Exercise requirements
Every entry below needs to be repeated exactly as written.

Listed entries
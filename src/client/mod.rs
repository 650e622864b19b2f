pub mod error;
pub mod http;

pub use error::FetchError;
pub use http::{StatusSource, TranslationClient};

The completed task
filename src/client/mod.rs
repository 650e622864b19b2f
pub mod error;
pub mod http;

pub use error::FetchError;
pub use http::{StatusSource, TranslationClient};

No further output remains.